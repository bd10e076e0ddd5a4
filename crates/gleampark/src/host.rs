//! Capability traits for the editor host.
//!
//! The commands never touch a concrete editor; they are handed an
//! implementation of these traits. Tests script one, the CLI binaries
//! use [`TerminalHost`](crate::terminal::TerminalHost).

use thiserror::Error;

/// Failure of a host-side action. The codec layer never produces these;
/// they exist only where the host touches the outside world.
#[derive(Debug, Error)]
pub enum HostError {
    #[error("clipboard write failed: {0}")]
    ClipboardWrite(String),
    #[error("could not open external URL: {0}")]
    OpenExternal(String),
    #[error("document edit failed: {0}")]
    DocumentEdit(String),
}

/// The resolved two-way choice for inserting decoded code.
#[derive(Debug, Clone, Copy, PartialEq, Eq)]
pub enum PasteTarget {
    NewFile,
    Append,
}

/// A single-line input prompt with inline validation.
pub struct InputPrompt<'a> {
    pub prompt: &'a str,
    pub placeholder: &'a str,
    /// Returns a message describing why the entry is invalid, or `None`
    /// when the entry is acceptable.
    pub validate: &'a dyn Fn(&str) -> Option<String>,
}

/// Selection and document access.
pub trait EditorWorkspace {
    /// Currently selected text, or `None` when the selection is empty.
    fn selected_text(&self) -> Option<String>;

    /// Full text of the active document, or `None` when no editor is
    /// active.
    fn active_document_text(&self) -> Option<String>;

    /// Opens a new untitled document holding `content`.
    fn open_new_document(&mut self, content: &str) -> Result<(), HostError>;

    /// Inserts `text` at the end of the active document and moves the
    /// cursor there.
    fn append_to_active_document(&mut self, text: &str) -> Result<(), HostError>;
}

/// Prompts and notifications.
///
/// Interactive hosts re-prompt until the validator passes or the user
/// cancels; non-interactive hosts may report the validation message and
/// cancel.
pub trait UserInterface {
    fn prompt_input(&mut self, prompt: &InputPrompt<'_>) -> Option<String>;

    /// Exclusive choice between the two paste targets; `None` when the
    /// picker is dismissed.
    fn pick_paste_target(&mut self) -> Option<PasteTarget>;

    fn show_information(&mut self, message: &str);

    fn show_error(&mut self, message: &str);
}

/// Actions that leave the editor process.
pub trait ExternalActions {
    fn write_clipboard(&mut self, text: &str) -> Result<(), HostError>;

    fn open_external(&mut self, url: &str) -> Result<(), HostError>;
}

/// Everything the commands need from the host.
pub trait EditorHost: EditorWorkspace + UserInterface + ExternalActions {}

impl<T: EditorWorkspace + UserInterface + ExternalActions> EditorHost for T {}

* * *

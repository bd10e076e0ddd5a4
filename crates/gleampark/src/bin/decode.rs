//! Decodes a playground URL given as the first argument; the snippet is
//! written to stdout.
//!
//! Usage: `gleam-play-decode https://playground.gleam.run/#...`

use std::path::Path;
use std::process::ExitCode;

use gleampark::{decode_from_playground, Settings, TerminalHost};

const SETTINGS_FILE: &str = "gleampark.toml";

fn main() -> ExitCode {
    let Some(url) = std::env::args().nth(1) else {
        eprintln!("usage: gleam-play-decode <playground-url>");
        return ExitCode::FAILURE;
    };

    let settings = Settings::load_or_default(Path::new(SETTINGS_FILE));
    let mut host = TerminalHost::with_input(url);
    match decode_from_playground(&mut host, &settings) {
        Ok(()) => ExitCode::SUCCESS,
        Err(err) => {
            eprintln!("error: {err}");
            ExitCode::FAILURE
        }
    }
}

◆ Prompt
Only the lines above from the line with "fn append_to_active_document(&mut self, text: &str)" to the line with "fn show_information(&mut self, message: &str);", those two lines included, should be reproduced exactly.

◆ Task result
    fn append_to_active_document(&mut self, text: &str) -> Result<(), HostError>;
}

/// Prompts and notifications.
///
/// Interactive hosts re-prompt until the validator passes or the user
/// cancels; non-interactive hosts may report the validation message and
/// cancel.
pub trait UserInterface {
    fn prompt_input(&mut self, prompt: &InputPrompt<'_>) -> Option<String>;

    /// Exclusive choice between the two paste targets; `None` when the
    /// picker is dismissed.
    fn pick_paste_target(&mut self) -> Option<PasteTarget>;

    fn show_information(&mut self, message: &str);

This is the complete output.